INSTRUCTIONS TO FOLLOW> Return each record shown beneath, word for word.

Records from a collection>
————
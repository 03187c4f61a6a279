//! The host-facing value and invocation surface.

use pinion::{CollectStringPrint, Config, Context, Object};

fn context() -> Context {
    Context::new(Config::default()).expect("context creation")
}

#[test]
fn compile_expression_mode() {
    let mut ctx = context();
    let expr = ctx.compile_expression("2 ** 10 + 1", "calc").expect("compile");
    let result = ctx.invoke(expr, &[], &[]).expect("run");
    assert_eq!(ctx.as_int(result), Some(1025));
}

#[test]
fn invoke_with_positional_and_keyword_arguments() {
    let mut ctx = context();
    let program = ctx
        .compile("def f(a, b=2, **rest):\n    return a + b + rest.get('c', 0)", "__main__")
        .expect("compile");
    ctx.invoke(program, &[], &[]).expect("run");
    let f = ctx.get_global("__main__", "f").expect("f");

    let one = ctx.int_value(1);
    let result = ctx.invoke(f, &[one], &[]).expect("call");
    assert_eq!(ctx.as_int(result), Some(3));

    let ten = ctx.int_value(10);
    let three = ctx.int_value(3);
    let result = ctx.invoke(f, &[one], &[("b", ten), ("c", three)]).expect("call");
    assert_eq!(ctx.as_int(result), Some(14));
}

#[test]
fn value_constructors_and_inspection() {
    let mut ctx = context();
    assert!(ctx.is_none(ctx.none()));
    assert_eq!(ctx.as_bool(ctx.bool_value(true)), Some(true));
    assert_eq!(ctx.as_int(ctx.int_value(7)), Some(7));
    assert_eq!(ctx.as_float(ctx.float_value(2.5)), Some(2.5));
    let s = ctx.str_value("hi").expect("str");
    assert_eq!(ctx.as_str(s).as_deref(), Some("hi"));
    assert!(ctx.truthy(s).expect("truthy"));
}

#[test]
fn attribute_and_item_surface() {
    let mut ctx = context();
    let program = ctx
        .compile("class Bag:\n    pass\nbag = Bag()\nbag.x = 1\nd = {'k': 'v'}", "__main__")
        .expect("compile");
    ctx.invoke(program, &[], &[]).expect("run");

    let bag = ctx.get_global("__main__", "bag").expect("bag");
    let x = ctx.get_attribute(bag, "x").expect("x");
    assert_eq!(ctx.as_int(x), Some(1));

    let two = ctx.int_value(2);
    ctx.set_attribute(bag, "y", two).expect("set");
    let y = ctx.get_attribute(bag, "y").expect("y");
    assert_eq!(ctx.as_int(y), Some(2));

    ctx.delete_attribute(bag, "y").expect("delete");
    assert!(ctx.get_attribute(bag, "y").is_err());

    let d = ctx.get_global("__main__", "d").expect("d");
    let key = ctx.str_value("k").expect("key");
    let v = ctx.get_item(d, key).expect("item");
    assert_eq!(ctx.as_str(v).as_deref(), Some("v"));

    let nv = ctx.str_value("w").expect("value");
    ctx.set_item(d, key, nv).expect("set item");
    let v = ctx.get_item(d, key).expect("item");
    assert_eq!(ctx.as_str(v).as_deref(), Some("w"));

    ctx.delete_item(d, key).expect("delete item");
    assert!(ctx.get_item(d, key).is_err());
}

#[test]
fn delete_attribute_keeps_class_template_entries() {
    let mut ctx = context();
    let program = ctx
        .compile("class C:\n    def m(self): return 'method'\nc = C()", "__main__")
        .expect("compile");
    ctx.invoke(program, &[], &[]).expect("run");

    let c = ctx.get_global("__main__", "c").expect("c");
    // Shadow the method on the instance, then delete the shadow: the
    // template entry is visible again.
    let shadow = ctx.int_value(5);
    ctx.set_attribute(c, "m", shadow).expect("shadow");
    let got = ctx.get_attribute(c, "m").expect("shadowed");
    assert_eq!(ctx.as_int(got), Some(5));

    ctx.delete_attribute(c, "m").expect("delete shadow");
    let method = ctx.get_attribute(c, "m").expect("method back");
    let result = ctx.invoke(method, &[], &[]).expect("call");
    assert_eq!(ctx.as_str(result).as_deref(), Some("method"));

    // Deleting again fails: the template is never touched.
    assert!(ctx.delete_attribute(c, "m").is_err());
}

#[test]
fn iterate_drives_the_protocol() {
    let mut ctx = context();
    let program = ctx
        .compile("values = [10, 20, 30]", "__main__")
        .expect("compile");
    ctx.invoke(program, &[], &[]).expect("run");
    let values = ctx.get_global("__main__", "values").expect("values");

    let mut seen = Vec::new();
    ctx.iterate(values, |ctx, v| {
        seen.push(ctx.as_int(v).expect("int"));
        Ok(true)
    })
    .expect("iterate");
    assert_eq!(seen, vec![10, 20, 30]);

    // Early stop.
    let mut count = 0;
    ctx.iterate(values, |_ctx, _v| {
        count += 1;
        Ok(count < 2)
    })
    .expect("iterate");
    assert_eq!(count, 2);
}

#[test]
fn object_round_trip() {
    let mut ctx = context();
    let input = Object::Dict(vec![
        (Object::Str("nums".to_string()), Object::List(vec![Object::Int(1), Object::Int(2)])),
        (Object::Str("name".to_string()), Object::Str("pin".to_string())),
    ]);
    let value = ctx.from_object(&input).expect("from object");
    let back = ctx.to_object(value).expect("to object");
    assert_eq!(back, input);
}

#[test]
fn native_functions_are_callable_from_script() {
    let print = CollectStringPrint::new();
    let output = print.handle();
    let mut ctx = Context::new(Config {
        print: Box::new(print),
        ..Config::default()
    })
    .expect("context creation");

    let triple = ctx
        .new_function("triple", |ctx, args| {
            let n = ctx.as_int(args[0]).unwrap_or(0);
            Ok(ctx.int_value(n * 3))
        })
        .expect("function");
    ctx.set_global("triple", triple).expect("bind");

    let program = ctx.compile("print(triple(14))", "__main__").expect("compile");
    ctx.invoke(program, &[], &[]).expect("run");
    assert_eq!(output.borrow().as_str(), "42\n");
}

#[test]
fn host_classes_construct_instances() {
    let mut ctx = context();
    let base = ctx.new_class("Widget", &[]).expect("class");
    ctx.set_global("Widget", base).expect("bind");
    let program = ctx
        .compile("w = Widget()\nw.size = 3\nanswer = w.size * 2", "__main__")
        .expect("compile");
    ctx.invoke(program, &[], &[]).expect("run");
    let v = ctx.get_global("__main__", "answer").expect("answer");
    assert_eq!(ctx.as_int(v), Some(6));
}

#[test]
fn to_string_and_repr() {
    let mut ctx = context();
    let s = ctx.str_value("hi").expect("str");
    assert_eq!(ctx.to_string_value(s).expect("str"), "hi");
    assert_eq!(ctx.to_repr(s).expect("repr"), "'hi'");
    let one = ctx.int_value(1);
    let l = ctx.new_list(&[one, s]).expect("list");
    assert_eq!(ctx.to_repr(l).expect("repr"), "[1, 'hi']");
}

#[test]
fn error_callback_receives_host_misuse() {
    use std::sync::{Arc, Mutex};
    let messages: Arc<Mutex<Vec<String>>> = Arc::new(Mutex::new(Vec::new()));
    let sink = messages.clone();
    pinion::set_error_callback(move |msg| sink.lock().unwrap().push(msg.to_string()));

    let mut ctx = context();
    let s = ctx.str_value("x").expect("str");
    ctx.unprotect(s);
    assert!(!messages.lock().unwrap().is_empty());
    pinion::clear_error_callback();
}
————
YOUR SOLUTION>
repository 03187c4f61a6a279
//! The host-facing value and invocation surface.

use pinion::{CollectStringPrint, Config, Context, Object};

fn context() -> Context {
    Context::new(Config::default()).expect("context creation")
}

#[test]
fn compile_expression_mode() {
    let mut ctx = context();
    let expr = ctx.compile_expression("2 ** 10 + 1", "calc").expect("compile");
    let result = ctx.invoke(expr, &[], &[]).expect("run");
    assert_eq!(ctx.as_int(result), Some(1025));
}

#[test]
fn invoke_with_positional_and_keyword_arguments() {
    let mut ctx = context();
    let program = ctx
        .compile("def f(a, b=2, **rest):\n    return a + b + rest.get('c', 0)", "__main__")
        .expect("compile");
    ctx.invoke(program, &[], &[]).expect("run");
    let f = ctx.get_global("__main__", "f").expect("f");

    let one = ctx.int_value(1);
    let result = ctx.invoke(f, &[one], &[]).expect("call");
    assert_eq!(ctx.as_int(result), Some(3));

    let ten = ctx.int_value(10);
    let three = ctx.int_value(3);
    let result = ctx.invoke(f, &[one], &[("b", ten), ("c", three)]).expect("call");
    assert_eq!(ctx.as_int(result), Some(14));
}

#[test]
fn value_constructors_and_inspection() {
    let mut ctx = context();
    assert!(ctx.is_none(ctx.none()));
    assert_eq!(ctx.as_bool(ctx.bool_value(true)), Some(true));
    assert_eq!(ctx.as_int(ctx.int_value(7)), Some(7));
    assert_eq!(ctx.as_float(ctx.float_value(2.5)), Some(2.5));
    let s = ctx.str_value("hi").expect("str");
    assert_eq!(ctx.as_str(s).as_deref(), Some("hi"));
    assert!(ctx.truthy(s).expect("truthy"));
}

#[test]
fn attribute_and_item_surface() {
    let mut ctx = context();
    let program = ctx
        .compile("class Bag:\n    pass\nbag = Bag()\nbag.x = 1\nd = {'k': 'v'}", "__main__")
        .expect("compile");
    ctx.invoke(program, &[], &[]).expect("run");

    let bag = ctx.get_global("__main__", "bag").expect("bag");
    let x = ctx.get_attribute(bag, "x").expect("x");
    assert_eq!(ctx.as_int(x), Some(1));

    let two = ctx.int_value(2);
    ctx.set_attribute(bag, "y", two).expect("set");
    let y = ctx.get_attribute(bag, "y").expect("y");
    assert_eq!(ctx.as_int(y), Some(2));

    ctx.delete_attribute(bag, "y").expect("delete");
    assert!(ctx.get_attribute(bag, "y").is_err());

    let d = ctx.get_global("__main__", "d").expect("d");
    let key = ctx.str_value("k").expect("key");
    let v = ctx.get_item(d, key).expect("item");
    assert_eq!(ctx.as_str(v).as_deref(), Some("v"));

    let nv = ctx.str_value("w").expect("value");
    ctx.set_item(d, key, nv).expect("set item");
    let v = ctx.get_item(d, key).expect("item");
    assert_eq!(ctx.as_str(v).as_deref(), Some("w"));

    ctx.delete_item(d, key).expect("delete item");
    assert!(ctx.get_item(d, key).is_err());
}

#[test]
fn delete_attribute_keeps_class_template_entries() {
    let mut ctx = context();
    let program = ctx
        .compile("class C:\n    def m(self): return 'method'\nc = C()", "__main__")
        .expect("compile");
    ctx.invoke(program, &[], &[]).expect("run");

    let c = ctx.get_global("__main__", "c").expect("c");
    // Shadow the method on the instance, then delete the shadow: the
    // template entry is visible again.
    let shadow = ctx.int_value(5);
    ctx.set_attribute(c, "m", shadow).expect("shadow");
    let got = ctx.get_attribute(c, "m").expect("shadowed");
    assert_eq!(ctx.as_int(got), Some(5));

    ctx.delete_attribute(c, "m").expect("delete shadow");
    let method = ctx.get_attribute(c, "m").expect("method back");
    let result = ctx.invoke(method, &[], &[]).expect("call");
    assert_eq!(ctx.as_str(result).as_deref(), Some("method"));

    // Deleting again fails: the template is never touched.
    assert!(ctx.delete_attribute(c, "m").is_err());
}

#[test]
fn iterate_drives_the_protocol() {
    let mut ctx = context();
    let program = ctx
        .compile("values = [10, 20, 30]", "__main__")
        .expect("compile");
    ctx.invoke(program, &[], &[]).expect("run");
    let values = ctx.get_global("__main__", "values").expect("values");

    let mut seen = Vec::new();
    ctx.iterate(values, |ctx, v| {
        seen.push(ctx.as_int(v).expect("int"));
        Ok(true)
    })
    .expect("iterate");
    assert_eq!(seen, vec![10, 20, 30]);

    // Early stop.
    let mut count = 0;
    ctx.iterate(values, |_ctx, _v| {
        count += 1;
        Ok(count < 2)
    })
    .expect("iterate");
    assert_eq!(count, 2);
}

#[test]
fn object_round_trip() {
    let mut ctx = context();
    let input = Object::Dict(vec![
        (Object::Str("nums".to_string()), Object::List(vec![Object::Int(1), Object::Int(2)])),
        (Object::Str("name".to_string()), Object::Str("pin".to_string())),
    ]);
    let value = ctx.from_object(&input).expect("from object");
    let back = ctx.to_object(value).expect("to object");
    assert_eq!(back, input);
}

#[test]
fn native_functions_are_callable_from_script() {
    let print = CollectStringPrint::new();
    let output = print.handle();
    let mut ctx = Context::new(Config {
        print: Box::new(print),
        ..Config::default()
    })
    .expect("context creation");

    let triple = ctx
        .new_function("triple", |ctx, args| {
            let n = ctx.as_int(args[0]).unwrap_or(0);
            Ok(ctx.int_value(n * 3))
        })
        .expect("function");
    ctx.set_global("triple", triple).expect("bind");

    let program = ctx.compile("print(triple(14))", "__main__").expect("compile");
    ctx.invoke(program, &[], &[]).expect("run");
    assert_eq!(output.borrow().as_str(), "42\n");
}

#[test]
fn host_classes_construct_instances() {
    let mut ctx = context();
    let base = ctx.new_class("Widget", &[]).expect("class");
    ctx.set_global("Widget", base).expect("bind");
    let program = ctx
        .compile("w = Widget()\nw.size = 3\nanswer = w.size * 2", "__main__")
        .expect("compile");
    ctx.invoke(program, &[], &[]).expect("run");
    let v = ctx.get_global("__main__", "answer").expect("answer");
    assert_eq!(ctx.as_int(v), Some(6));
}

#[test]
fn to_string_and_repr() {
    let mut ctx = context();
    let s = ctx.str_value("hi").expect("str");
    assert_eq!(ctx.to_string_value(s).expect("str"), "hi");
    assert_eq!(ctx.to_repr(s).expect("repr"), "'hi'");
    let one = ctx.int_value(1);
    let l = ctx.new_list(&[one, s]).expect("list");
    assert_eq!(ctx.to_repr(l).expect("repr"), "[1, 'hi']");
}

#[test]
fn error_callback_receives_host_misuse() {
    use std::sync::{Arc, Mutex};
    let messages: Arc<Mutex<Vec<String>>> = Arc::new(Mutex::new(Vec::new()));
    let sink = messages.clone();
    pinion::set_error_callback(move |msg| sink.lock().unwrap().push(msg.to_string()));

    let mut ctx = context();
    let s = ctx.str_value("x").expect("str");
    ctx.unprotect(s);
    assert!(!messages.lock().unwrap().is_empty());
    pinion::clear_error_callback();
}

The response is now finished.